Bettles began as a gold rush trading post on the west side of the river, but in the late 1950s and early 1960s, residents began to resettle in “new” Bettles, a 2-square-mile plot of land near the newly constructed airstrip, which at the time was already known as the unincorporated Alaska Native village of Evansville. Today, there is an invisible geographical line that separates Evansville and Bettles, though it really doesn’t matter in the everyday lives of residents unless there is a local election. Demographically, the 10 to 15 residents of Evansville are primarily Alaska Native, while the 20 or so residents of Bettles are primarily non-Native people are here because their work is here — mostly at the “weather box,” a Federal Aviation Administration weather station; for the National Park Service; or the U.S. Fish and Wildlife Service. The population of Bettles can double in the summer, with seasonal workers coming to town, but otherwise, these two census entities have almost entirely congealed into one.
Bettles is part of a vast array of rural Alaska communities, most of them Alaska Native, that remain disconnected from America’s road-based supply chain. Many industries, including fishing, timber, and oil, also require people to live in remote work or fish camps. Provisioning, or seasonal pantry stocking with shelf-stable dry goods, is a deeply embedded part of the state’s food culture. When you move to a rural place like Bettles, it fundamentally changes the way you think about how to procure food and how to create a community in which to share it.
That first summer in the Arctic, Adam, who had already spent several summer seasons in Bettles, arrived a few weeks before me and told me that I had to go to the grocery store in Fairbanks and buy as much food as possible.
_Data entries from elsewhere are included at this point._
use std::path::Path;
use std::sync::Arc;

use chat_provider::{ChatMessage, ChatProvider, ProviderProfile};
use project_repo::{CommitInfo, ProjectRepo};

use crate::applier::Turn;
use crate::config::NavvyConfig;
use crate::error::NavvyError;
use crate::providers::provider_for_config;
use crate::session::Session;

/// Number of commits summarized in each request.
pub const RECENT_COMMIT_COUNT: usize = 3;

/// One chat session bound to one project repository.
///
/// Concurrent sessions on the same project directory are not coordinated.
pub struct Navvy {
    repo: ProjectRepo,
    session: Session,
    provider: Arc<dyn ChatProvider>,
}

impl Navvy {
    #[must_use]
    pub fn new(
        repo: ProjectRepo,
        provider: Arc<dyn ChatProvider>,
        seed: Option<Vec<ChatMessage>>,
    ) -> Self {
        Self {
            repo,
            session: Session::new(seed),
            provider,
        }
    }

    /// Opens `project_path` and builds the provider described by `config`.
    pub fn from_config(project_path: impl AsRef<Path>, config: &NavvyConfig) -> Result<Self, NavvyError> {
        let provider = provider_for_config(config)?;
        let repo = ProjectRepo::open(project_path)?;
        let seed = config
            .system_message
            .as_ref()
            .map(|message| vec![ChatMessage::system(message.clone())]);

        Ok(Self::new(repo, provider, seed))
    }

    /// Sends `text` with a fresh snapshot of the project and returns the streamed turn.
    ///
    /// The user message is recorded in history even if the provider rejects the request.
    pub fn send_message(&mut self, text: &str) -> Result<Turn<'_>, NavvyError> {
        let files = self.repo.head_files()?;
        let recent_commits = self.repo.recent_commits(RECENT_COMMIT_COUNT)?;
        let request = self.session.build_request(text, &files, &recent_commits);

        tracing::debug!(
            files = files.len(),
            messages = request.messages.len(),
            "sending message"
        );
        let fragments = self.provider.stream_chat(request)?;

        Ok(Turn::new(fragments, &self.repo))
    }

    #[must_use]
    pub fn get_history(&self) -> Vec<ChatMessage> {
        self.session.history()
    }

    pub fn clear_history(&mut self) {
        self.session.clear(None);
    }

    /// Resets the project to `commit_id`, or to the commit before HEAD.
    pub fn undo(&self, commit_id: Option<&str>) -> Result<CommitInfo, NavvyError> {
        Ok(self.repo.undo(commit_id)?)
    }

    pub fn list_commits(&self) -> Result<Vec<CommitInfo>, NavvyError> {
        Ok(self.repo.list_commits()?)
    }

    #[must_use]
    pub fn project_root(&self) -> &Path {
        self.repo.root()
    }

    #[must_use]
    pub fn profile(&self) -> ProviderProfile {
        self.provider.profile()
    }
}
What he really meant was, buy as much food as you can push in a grocery cart back to your hotel, repackage it into boxes, then get it all into a taxi to the small Alaska Bush plane office, and pay for it as freight on the flight.
What Adam hadn’t shared — but what quickly would become second nature to me — is that in the tiny town, we would develop our own rituals around eating. Yes, things like fresh strawberries would be hard to come by, but together we’d craft innovative solutions to tasks more easily accomplished in less remote places. We’d communally grow vegetables with our neighbors. We’d order food from thousands of miles away, weeks ahead of time. And we would hardly ever be eating alone.
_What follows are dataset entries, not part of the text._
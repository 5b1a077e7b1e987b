use chat_provider::{ProviderError, ProviderInitError};
use project_repo::RepoError;
use thiserror::Error;

use crate::tools::ToolParseError;

#[derive(Debug, Error)]
pub enum NavvyError {
    #[error(transparent)]
    Repo(#[from] RepoError),

    #[error("model stream failed: {0}")]
    Provider(#[source] ProviderError),

    #[error("could not start chat provider: {0}")]
    ProviderInit(#[from] ProviderInitError),

    #[error("tool call #{index} was not applied: {source}")]
    InvalidToolCall {
        index: usize,
        #[source]
        source: ToolParseError,
    },

    #[error("configuration error: {0}")]
    Config(String),
}

impl NavvyError {
    /// Returns true when the turn cannot continue after this error.
    #[must_use]
    pub fn is_fatal(&self) -> bool {
        !matches!(self, Self::InvalidToolCall { .. })
    }
}

impl From<ProviderError> for NavvyError {
    fn from(error: ProviderError) -> Self {
        Self::Provider(error)
    }
}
Historically, the Alaska Natives in this region — Iñupiat and Athabascan people, many of whom were nomadic — lived off the land, a practice now known in Alaska as “subsistence,” eating berries, moose, fish, caribou, and Dall sheep. Many Alaska Native communities still rely on subsistence as a way to supplement pantry stores and offset the high cost of food. In Bettles, though, my experience was that an aging population and the prevalence of Amazon Prime made those traditional ways of getting food less common.
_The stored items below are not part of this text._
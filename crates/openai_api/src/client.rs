use std::future::Future;
use std::sync::{atomic::AtomicBool, atomic::Ordering, Arc};
use std::time::Duration;

use futures_util::StreamExt;
use reqwest::header::{HeaderMap, HeaderName, HeaderValue};
use reqwest::{Client, Response};

use crate::config::OpenAiApiConfig;
use crate::error::{parse_error_message, OpenAiApiError};
use crate::events::ChatStreamEvent;
use crate::headers::build_headers;
use crate::payload::ChatCompletionRequest;
use crate::sse::SseStreamParser;
use crate::url::normalize_chat_completions_url;

/// Optional cancellation signal shared across request and stream loops.
pub type CancellationSignal = Arc<AtomicBool>;

const CANCEL_POLL_INTERVAL: Duration = Duration::from_millis(25);

#[derive(Debug)]
pub struct OpenAiApiClient {
    http: Client,
    config: OpenAiApiConfig,
}

/// How a stream ended.
#[derive(Debug, Clone, Default, PartialEq, Eq)]
pub struct StreamOutcome {
    /// Last `finish_reason` reported by the server, if any.
    pub finish_reason: Option<String>,
    /// True once the `[DONE]` sentinel was received.
    pub completed: bool,
}

#[derive(Debug, Clone)]
pub struct StreamResult {
    pub events: Vec<ChatStreamEvent>,
    pub outcome: StreamOutcome,
}

impl OpenAiApiClient {
    pub fn new(config: OpenAiApiConfig) -> Result<Self, OpenAiApiError> {
        let mut builder = Client::builder();
        if let Some(timeout) = config.timeout {
            builder = builder.timeout(timeout);
        }
        let http = builder.build().map_err(OpenAiApiError::from)?;
        Ok(Self { http, config })
    }

    pub fn config(&self) -> &OpenAiApiConfig {
        &self.config
    }

    pub fn normalized_endpoint(&self) -> String {
        normalize_chat_completions_url(&self.config.base_url)
    }

    pub fn build_headers(&self, user_agent: Option<&str>) -> Result<HeaderMap, OpenAiApiError> {
        let headers = build_headers(&self.config, user_agent)?;
        let mut out = HeaderMap::new();
        for (key, value) in headers {
            out.insert(
                HeaderName::from_bytes(key.as_bytes())
                    .map_err(|_| OpenAiApiError::InvalidHeader(format!("invalid key: {key}")))?,
                HeaderValue::from_str(&value)
                    .map_err(|_| OpenAiApiError::InvalidHeader(format!("invalid value for {key}")))?,
            );
        }
        Ok(out)
    }

    pub fn build_request(
        &self,
        request: &ChatCompletionRequest,
    ) -> Result<reqwest::RequestBuilder, OpenAiApiError> {
        let headers = self.build_headers(self.config.user_agent.as_deref())?;
        let mut payload = request.clone();
        payload.stream = true;
        Ok(self
            .http
            .post(self.normalized_endpoint())
            .headers(headers)
            .json(&payload))
    }

    /// Sends `request` once; non-success statuses are mapped to `Status`.
    pub async fn send(
        &self,
        request: &ChatCompletionRequest,
        cancellation: Option<&CancellationSignal>,
    ) -> Result<Response, OpenAiApiError> {
        if is_cancelled(cancellation) {
            return Err(OpenAiApiError::Cancelled);
        }

        let response = self.build_request(request)?.send();
        let response = await_or_cancel(response, cancellation)
            .await?
            .map_err(OpenAiApiError::from)?;

        let status = response.status();
        if status.is_success() {
            return Ok(response);
        }

        let body = await_or_cancel(response.text(), cancellation)
            .await?
            .unwrap_or_default();
        Err(OpenAiApiError::Status(
            status,
            parse_error_message(status, &body),
        ))
    }

    pub async fn stream_with_handler<F>(
        &self,
        request: &ChatCompletionRequest,
        cancellation: Option<&CancellationSignal>,
        mut on_event: F,
    ) -> Result<StreamOutcome, OpenAiApiError>
    where
        F: FnMut(ChatStreamEvent),
    {
        let response = self.send(request, cancellation).await?;
        let mut bytes = response.bytes_stream();
        let mut parser = SseStreamParser::default();
        let mut outcome = StreamOutcome::default();

        'read: loop {
            let Some(chunk) = await_or_cancel(bytes.next(), cancellation).await? else {
                break;
            };
            if is_cancelled(cancellation) {
                return Err(OpenAiApiError::Cancelled);
            }
            let chunk = chunk.map_err(OpenAiApiError::from)?;
            for event in parser.feed(&chunk) {
                let terminal = event.is_terminal();
                process_stream_event(event, &mut outcome, &mut on_event)?;
                if terminal {
                    break 'read;
                }
            }
        }

        if is_cancelled(cancellation) {
            return Err(OpenAiApiError::Cancelled);
        }

        Ok(outcome)
    }

    pub async fn stream(
        &self,
        request: &ChatCompletionRequest,
        cancellation: Option<&CancellationSignal>,
    ) -> Result<StreamResult, OpenAiApiError> {
        let mut events = Vec::new();
        let outcome = self
            .stream_with_handler(request, cancellation, |event| {
                events.push(event);
            })
            .await?;

        Ok(StreamResult { events, outcome })
    }
}

fn process_stream_event<F>(
    event: ChatStreamEvent,
    outcome: &mut StreamOutcome,
    on_event: &mut F,
) -> Result<(), OpenAiApiError>
where
    F: FnMut(ChatStreamEvent),
{
    match &event {
        ChatStreamEvent::Error { code, message } => {
            return Err(OpenAiApiError::StreamFailed {
                code: code.clone(),
                message: message
                    .clone()
                    .or_else(|| code.clone())
                    .unwrap_or_else(|| "chat completion failed".to_owned()),
            });
        }
        ChatStreamEvent::Finished { reason } => outcome.finish_reason = Some(reason.clone()),
        ChatStreamEvent::Done => outcome.completed = true,
        ChatStreamEvent::TextDelta { .. } | ChatStreamEvent::ToolCallDelta { .. } => {}
    }

    on_event(event);
    Ok(())
}

fn is_cancelled(cancel: Option<&CancellationSignal>) -> bool {
    cancel.is_some_and(|token| token.load(Ordering::Acquire))
}

async fn await_or_cancel<F>(
    future: F,
    cancellation: Option<&CancellationSignal>,
) -> Result<F::Output, OpenAiApiError>
where
    F: Future,
{
    if cancellation.is_none() {
        return Ok(future.await);
    }

    let mut future = Box::pin(future);

    loop {
        if is_cancelled(cancellation) {
            return Err(OpenAiApiError::Cancelled);
        }

        if let Ok(output) = tokio::time::timeout(CANCEL_POLL_INTERVAL, &mut future).await {
            if is_cancelled(cancellation) {
                return Err(OpenAiApiError::Cancelled);
            }
            return Ok(output);
        }
    }
}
Today, whenever flights land in Bettles, upwards of 50 packages with the Amazon label are thrown from the plane’s cargo shoot onto the pickup used as a mail truck. The Fred Meyer grocery store’s Bush order boxes, treated like Faberge eggs, are carefully passed on to eager residents. Amazon likely loses lots of money by shipping heavy food items to Bush Alaska, where, in addition to the USPS or UPS shipping costs to ship each item to the hub in Fairbanks, it then costs 79 cents per pound to then fly it from Fairbanks to Bettles. I would always laugh and shake my head when opening a large box full of coconut milk that I received via Amazon Prime with free shipping — it likely cost the company at least $15 to get it to me.
The sole food shop in town, owned by one of the flight shuttle services, is only open in the summer. It’s as big as a mid-sized walk-in closet, and is filled with foods that people crave either when they’ve returned from 10 days in the backcountry (frozen pizzas, ice cream sandwiches, microwavable mac and cheese, a Jimmy Dean breakfast sandwich) or when they’re up late due to the midnight sun.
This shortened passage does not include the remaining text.